▸ **REQUIREMENT**
Some lines of the records below include the word "RenderState". Report how many, and write nothing besides the number.

▸ **AVAILABLE DATA**
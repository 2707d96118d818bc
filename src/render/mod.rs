//! Read-only render snapshots.
//!
//! A `RenderState` is everything the presentation layer needs to redraw
//! the board: terrain (shields included), a view of every unit, the
//! active selection, a per-tile highlight, and the turn bookkeeping. It is
//! an owned copy, so holding one never blocks the engine.

use serde::{Deserialize, Serialize};

use crate::board::{Board, Selection};
use crate::core::{Alignment, Grid, MovementType, PhaseKind, Terrain, Tile, UnitId, WeaponType};
use crate::rules::GameResult;

/// How a tile should be presented for input.
#[derive(Clone, Copy, Debug, Default, PartialEq, Eq, Hash, Serialize, Deserialize)]
pub enum TileHighlight {
    /// Nothing happens on click.
    #[default]
    NotClickable,
    /// A unit the player may select.
    ClickablePiece,
    /// The selected unit.
    SelectedPiece,
    /// A legal move destination.
    MoveableTile,
    /// A legal attack target.
    AttackableTile,
}

/// What the presentation layer sees of a unit.
#[derive(Clone, Debug, PartialEq, Eq, Serialize, Deserialize)]
pub struct UnitView {
    /// Board id.
    pub id: UnitId,
    /// Opaque visual reference.
    pub sprite: String,
    /// Side.
    pub alignment: Alignment,
    /// Movement pattern.
    pub movement: MovementType,
    /// Attack weapon.
    pub attack: Option<WeaponType>,
    /// Defense type.
    pub defense: Option<WeaponType>,
    /// Whether the unit has acted this turn.
    pub already_moved: bool,
}

/// Snapshot of everything drawable.
#[derive(Clone, Debug, PartialEq, Eq, Serialize, Deserialize)]
pub struct RenderState {
    /// Terrain, derived shields included.
    pub terrain: Grid<Terrain>,
    /// Unit on each tile.
    pub occupants: Grid<Option<UnitView>>,
    /// Input affordance for each tile.
    pub highlights: Grid<TileHighlight>,
    /// The active selection.
    pub selection: Option<Selection>,
    /// Current phase.
    pub phase: PhaseKind,
    /// Turn counter.
    pub turn: u32,
    /// Set once the match is decided.
    pub outcome: Option<GameResult>,
}

impl RenderState {
    /// Snapshot a board in a given phase.
    #[must_use]
    pub fn capture(board: &Board, phase: PhaseKind, turn: u32, outcome: Option<GameResult>) -> Self {
        let occupants = board.occupant_grid().map(|_, id| {
            let id = (*id)?;
            let unit = board.unit(id)?;
            Some(UnitView {
                id,
                sprite: unit.sprite.clone(),
                alignment: unit.alignment,
                movement: unit.movement,
                attack: unit.attack,
                defense: unit.defense,
                already_moved: unit.already_moved,
            })
        });

        let highlights = if outcome.is_some() {
            board.terrain_grid().map(|_, _| TileHighlight::NotClickable)
        } else {
            highlight(board, phase)
        };

        Self {
            terrain: board.terrain_grid().clone(),
            occupants,
            highlights,
            selection: board.selection().cloned(),
            phase,
            turn,
            outcome,
        }
    }

    /// The unit view on a tile.
    #[must_use]
    pub fn unit_at(&self, tile: Tile) -> Option<&UnitView> {
        self.occupants.get(tile)?.as_ref()
    }
}

fn highlight(board: &Board, phase: PhaseKind) -> Grid<TileHighlight> {
    let mut grid = board.terrain_grid().map(|_, _| TileHighlight::NotClickable);

    match (phase, board.selection()) {
        (PhaseKind::PlayerTurn, _) => {
            for tile in board.tiles_with_units_of(Alignment::Player) {
                if board.occupant(tile).is_some_and(|u| u.is_ready()) {
                    grid[tile] = TileHighlight::ClickablePiece;
                }
            }
        }
        (PhaseKind::UnitSelected, Some(selection)) => {
            for &tile in &selection.reach.moveable {
                grid[tile] = TileHighlight::MoveableTile;
            }
            for &tile in &selection.reach.attackable {
                grid[tile] = TileHighlight::AttackableTile;
            }
            grid[selection.origin] = TileHighlight::SelectedPiece;
        }
        _ => {}
    }

    grid
}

▸ **ANSWER SPACE**
3